▸ Aim of the exercise
Your answer must be the records below, printed exactly.

[Dataset items]

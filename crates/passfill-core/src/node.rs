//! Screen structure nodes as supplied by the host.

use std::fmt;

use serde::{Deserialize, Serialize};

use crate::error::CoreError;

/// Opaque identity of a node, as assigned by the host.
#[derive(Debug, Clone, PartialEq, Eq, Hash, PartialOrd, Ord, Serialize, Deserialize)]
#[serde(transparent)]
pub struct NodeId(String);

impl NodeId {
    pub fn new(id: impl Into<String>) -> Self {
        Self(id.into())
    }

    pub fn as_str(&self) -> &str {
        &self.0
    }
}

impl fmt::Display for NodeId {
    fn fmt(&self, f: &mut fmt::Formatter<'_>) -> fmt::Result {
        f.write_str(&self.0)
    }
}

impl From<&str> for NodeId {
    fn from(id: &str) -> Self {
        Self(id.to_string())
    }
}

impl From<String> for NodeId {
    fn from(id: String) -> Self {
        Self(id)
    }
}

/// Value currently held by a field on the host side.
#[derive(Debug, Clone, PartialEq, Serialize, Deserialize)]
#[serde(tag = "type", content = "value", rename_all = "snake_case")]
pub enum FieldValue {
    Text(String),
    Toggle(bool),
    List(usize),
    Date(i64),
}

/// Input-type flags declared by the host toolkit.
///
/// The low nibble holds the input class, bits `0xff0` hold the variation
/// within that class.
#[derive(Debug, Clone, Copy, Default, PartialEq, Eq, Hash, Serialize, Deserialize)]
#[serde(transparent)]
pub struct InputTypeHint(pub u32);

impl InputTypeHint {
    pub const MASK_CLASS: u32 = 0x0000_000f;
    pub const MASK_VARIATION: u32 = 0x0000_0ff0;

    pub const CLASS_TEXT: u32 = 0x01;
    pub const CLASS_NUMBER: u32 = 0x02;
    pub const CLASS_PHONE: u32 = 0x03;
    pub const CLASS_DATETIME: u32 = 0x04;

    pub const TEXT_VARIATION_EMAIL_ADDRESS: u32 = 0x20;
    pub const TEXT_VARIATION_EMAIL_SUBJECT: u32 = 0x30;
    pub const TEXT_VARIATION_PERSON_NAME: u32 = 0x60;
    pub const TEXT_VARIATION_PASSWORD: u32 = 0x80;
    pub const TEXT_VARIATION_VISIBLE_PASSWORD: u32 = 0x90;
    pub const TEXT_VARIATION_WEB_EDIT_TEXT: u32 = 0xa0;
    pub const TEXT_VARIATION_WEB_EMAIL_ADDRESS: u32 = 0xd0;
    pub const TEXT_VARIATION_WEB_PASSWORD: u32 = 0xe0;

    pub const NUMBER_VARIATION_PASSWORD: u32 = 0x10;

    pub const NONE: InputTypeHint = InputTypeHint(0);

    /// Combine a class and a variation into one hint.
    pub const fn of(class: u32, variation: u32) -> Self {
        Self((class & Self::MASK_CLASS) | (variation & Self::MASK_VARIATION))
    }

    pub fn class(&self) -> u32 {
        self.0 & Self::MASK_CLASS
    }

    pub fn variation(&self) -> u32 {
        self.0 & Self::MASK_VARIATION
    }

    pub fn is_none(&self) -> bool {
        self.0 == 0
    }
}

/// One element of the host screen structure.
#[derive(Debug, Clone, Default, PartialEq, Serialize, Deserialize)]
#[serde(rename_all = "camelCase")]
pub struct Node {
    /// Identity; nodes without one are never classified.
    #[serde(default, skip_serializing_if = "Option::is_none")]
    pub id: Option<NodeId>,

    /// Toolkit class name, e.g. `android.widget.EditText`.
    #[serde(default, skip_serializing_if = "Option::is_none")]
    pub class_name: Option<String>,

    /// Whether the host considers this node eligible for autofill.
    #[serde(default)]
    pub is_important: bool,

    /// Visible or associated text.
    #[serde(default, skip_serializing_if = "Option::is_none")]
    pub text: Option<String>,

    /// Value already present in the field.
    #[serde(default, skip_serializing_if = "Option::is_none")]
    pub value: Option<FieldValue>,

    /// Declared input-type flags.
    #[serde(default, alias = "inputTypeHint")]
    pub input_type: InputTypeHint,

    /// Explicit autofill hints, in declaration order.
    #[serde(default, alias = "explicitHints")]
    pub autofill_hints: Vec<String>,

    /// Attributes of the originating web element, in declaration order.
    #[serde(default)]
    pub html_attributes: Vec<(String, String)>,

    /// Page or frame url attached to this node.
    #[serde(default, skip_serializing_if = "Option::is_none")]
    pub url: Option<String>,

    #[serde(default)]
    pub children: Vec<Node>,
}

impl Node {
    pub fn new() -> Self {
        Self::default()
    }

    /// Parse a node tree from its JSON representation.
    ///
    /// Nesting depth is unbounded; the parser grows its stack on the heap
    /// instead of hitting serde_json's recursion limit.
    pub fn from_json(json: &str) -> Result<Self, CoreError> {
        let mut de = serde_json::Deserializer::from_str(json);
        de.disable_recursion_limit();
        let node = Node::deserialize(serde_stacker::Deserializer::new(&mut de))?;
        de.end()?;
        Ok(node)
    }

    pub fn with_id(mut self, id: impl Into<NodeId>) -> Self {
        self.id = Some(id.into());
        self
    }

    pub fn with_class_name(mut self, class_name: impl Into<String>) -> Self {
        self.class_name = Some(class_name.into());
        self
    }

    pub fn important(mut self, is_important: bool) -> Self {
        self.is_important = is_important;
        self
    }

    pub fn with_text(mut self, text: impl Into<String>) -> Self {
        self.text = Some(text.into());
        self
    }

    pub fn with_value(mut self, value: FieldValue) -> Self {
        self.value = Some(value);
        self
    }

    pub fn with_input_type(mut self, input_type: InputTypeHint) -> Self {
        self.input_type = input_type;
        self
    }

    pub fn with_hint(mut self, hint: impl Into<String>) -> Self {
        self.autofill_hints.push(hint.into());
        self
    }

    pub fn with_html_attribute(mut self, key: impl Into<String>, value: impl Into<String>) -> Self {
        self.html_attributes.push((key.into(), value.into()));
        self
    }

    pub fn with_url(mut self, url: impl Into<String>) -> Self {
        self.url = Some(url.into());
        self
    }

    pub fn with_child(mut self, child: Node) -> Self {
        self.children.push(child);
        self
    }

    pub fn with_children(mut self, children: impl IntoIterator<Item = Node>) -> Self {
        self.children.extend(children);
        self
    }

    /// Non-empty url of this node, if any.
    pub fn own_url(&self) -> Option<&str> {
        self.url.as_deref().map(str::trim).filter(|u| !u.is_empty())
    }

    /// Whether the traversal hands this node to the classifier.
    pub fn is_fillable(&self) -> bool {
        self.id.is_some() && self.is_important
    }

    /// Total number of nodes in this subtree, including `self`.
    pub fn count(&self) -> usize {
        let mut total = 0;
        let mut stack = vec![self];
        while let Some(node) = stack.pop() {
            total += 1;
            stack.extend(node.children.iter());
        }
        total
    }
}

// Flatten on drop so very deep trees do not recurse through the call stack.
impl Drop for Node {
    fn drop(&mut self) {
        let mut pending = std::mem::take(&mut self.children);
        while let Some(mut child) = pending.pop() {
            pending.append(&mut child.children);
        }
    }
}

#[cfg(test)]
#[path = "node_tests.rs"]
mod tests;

▸ Response to this exercise
filename crates/passfill-core/src/node.rs
//! Screen structure nodes as supplied by the host.

use std::fmt;

use serde::{Deserialize, Serialize};

use crate::error::CoreError;

/// Opaque identity of a node, as assigned by the host.
#[derive(Debug, Clone, PartialEq, Eq, Hash, PartialOrd, Ord, Serialize, Deserialize)]
#[serde(transparent)]
pub struct NodeId(String);

impl NodeId {
    pub fn new(id: impl Into<String>) -> Self {
        Self(id.into())
    }

    pub fn as_str(&self) -> &str {
        &self.0
    }
}

impl fmt::Display for NodeId {
    fn fmt(&self, f: &mut fmt::Formatter<'_>) -> fmt::Result {
        f.write_str(&self.0)
    }
}

impl From<&str> for NodeId {
    fn from(id: &str) -> Self {
        Self(id.to_string())
    }
}

impl From<String> for NodeId {
    fn from(id: String) -> Self {
        Self(id)
    }
}

/// Value currently held by a field on the host side.
#[derive(Debug, Clone, PartialEq, Serialize, Deserialize)]
#[serde(tag = "type", content = "value", rename_all = "snake_case")]
pub enum FieldValue {
    Text(String),
    Toggle(bool),
    List(usize),
    Date(i64),
}

/// Input-type flags declared by the host toolkit.
///
/// The low nibble holds the input class, bits `0xff0` hold the variation
/// within that class.
#[derive(Debug, Clone, Copy, Default, PartialEq, Eq, Hash, Serialize, Deserialize)]
#[serde(transparent)]
pub struct InputTypeHint(pub u32);

impl InputTypeHint {
    pub const MASK_CLASS: u32 = 0x0000_000f;
    pub const MASK_VARIATION: u32 = 0x0000_0ff0;

    pub const CLASS_TEXT: u32 = 0x01;
    pub const CLASS_NUMBER: u32 = 0x02;
    pub const CLASS_PHONE: u32 = 0x03;
    pub const CLASS_DATETIME: u32 = 0x04;

    pub const TEXT_VARIATION_EMAIL_ADDRESS: u32 = 0x20;
    pub const TEXT_VARIATION_EMAIL_SUBJECT: u32 = 0x30;
    pub const TEXT_VARIATION_PERSON_NAME: u32 = 0x60;
    pub const TEXT_VARIATION_PASSWORD: u32 = 0x80;
    pub const TEXT_VARIATION_VISIBLE_PASSWORD: u32 = 0x90;
    pub const TEXT_VARIATION_WEB_EDIT_TEXT: u32 = 0xa0;
    pub const TEXT_VARIATION_WEB_EMAIL_ADDRESS: u32 = 0xd0;
    pub const TEXT_VARIATION_WEB_PASSWORD: u32 = 0xe0;

    pub const NUMBER_VARIATION_PASSWORD: u32 = 0x10;

    pub const NONE: InputTypeHint = InputTypeHint(0);

    /// Combine a class and a variation into one hint.
    pub const fn of(class: u32, variation: u32) -> Self {
        Self((class & Self::MASK_CLASS) | (variation & Self::MASK_VARIATION))
    }

    pub fn class(&self) -> u32 {
        self.0 & Self::MASK_CLASS
    }

    pub fn variation(&self) -> u32 {
        self.0 & Self::MASK_VARIATION
    }

    pub fn is_none(&self) -> bool {
        self.0 == 0
    }
}

/// One element of the host screen structure.
#[derive(Debug, Clone, Default, PartialEq, Serialize, Deserialize)]
#[serde(rename_all = "camelCase")]
pub struct Node {
    /// Identity; nodes without one are never classified.
    #[serde(default, skip_serializing_if = "Option::is_none")]
    pub id: Option<NodeId>,

    /// Toolkit class name, e.g. `android.widget.EditText`.
    #[serde(default, skip_serializing_if = "Option::is_none")]
    pub class_name: Option<String>,

    /// Whether the host considers this node eligible for autofill.
    #[serde(default)]
    pub is_important: bool,

    /// Visible or associated text.
    #[serde(default, skip_serializing_if = "Option::is_none")]
    pub text: Option<String>,

    /// Value already present in the field.
    #[serde(default, skip_serializing_if = "Option::is_none")]
    pub value: Option<FieldValue>,

    /// Declared input-type flags.
    #[serde(default, alias = "inputTypeHint")]
    pub input_type: InputTypeHint,

    /// Explicit autofill hints, in declaration order.
    #[serde(default, alias = "explicitHints")]
    pub autofill_hints: Vec<String>,

    /// Attributes of the originating web element, in declaration order.
    #[serde(default)]
    pub html_attributes: Vec<(String, String)>,

    /// Page or frame url attached to this node.
    #[serde(default, skip_serializing_if = "Option::is_none")]
    pub url: Option<String>,

    #[serde(default)]
    pub children: Vec<Node>,
}

impl Node {
    pub fn new() -> Self {
        Self::default()
    }

    /// Parse a node tree from its JSON representation.
    ///
    /// Nesting depth is unbounded; the parser grows its stack on the heap
    /// instead of hitting serde_json's recursion limit.
    pub fn from_json(json: &str) -> Result<Self, CoreError> {
        let mut de = serde_json::Deserializer::from_str(json);
        de.disable_recursion_limit();
        let node = Node::deserialize(serde_stacker::Deserializer::new(&mut de))?;
        de.end()?;
        Ok(node)
    }

    pub fn with_id(mut self, id: impl Into<NodeId>) -> Self {
        self.id = Some(id.into());
        self
    }

    pub fn with_class_name(mut self, class_name: impl Into<String>) -> Self {
        self.class_name = Some(class_name.into());
        self
    }

    pub fn important(mut self, is_important: bool) -> Self {
        self.is_important = is_important;
        self
    }

    pub fn with_text(mut self, text: impl Into<String>) -> Self {
        self.text = Some(text.into());
        self
    }

    pub fn with_value(mut self, value: FieldValue) -> Self {
        self.value = Some(value);
        self
    }

    pub fn with_input_type(mut self, input_type: InputTypeHint) -> Self {
        self.input_type = input_type;
        self
    }

    pub fn with_hint(mut self, hint: impl Into<String>) -> Self {
        self.autofill_hints.push(hint.into());
        self
    }

    pub fn with_html_attribute(mut self, key: impl Into<String>, value: impl Into<String>) -> Self {
        self.html_attributes.push((key.into(), value.into()));
        self
    }

    pub fn with_url(mut self, url: impl Into<String>) -> Self {
        self.url = Some(url.into());
        self
    }

    pub fn with_child(mut self, child: Node) -> Self {
        self.children.push(child);
        self
    }

    pub fn with_children(mut self, children: impl IntoIterator<Item = Node>) -> Self {
        self.children.extend(children);
        self
    }

    /// Non-empty url of this node, if any.
    pub fn own_url(&self) -> Option<&str> {
        self.url.as_deref().map(str::trim).filter(|u| !u.is_empty())
    }

    /// Whether the traversal hands this node to the classifier.
    pub fn is_fillable(&self) -> bool {
        self.id.is_some() && self.is_important
    }

    /// Total number of nodes in this subtree, including `self`.
    pub fn count(&self) -> usize {
        let mut total = 0;
        let mut stack = vec![self];
        while let Some(node) = stack.pop() {
            total += 1;
            stack.extend(node.children.iter());
        }
        total
    }
}

// Flatten on drop so very deep trees do not recurse through the call stack.
impl Drop for Node {
    fn drop(&mut self) {
        let mut pending = std::mem::take(&mut self.children);
        while let Some(mut child) = pending.pop() {
            pending.append(&mut child.children);
        }
    }
}

#[cfg(test)]
#[path = "node_tests.rs"]
mod tests;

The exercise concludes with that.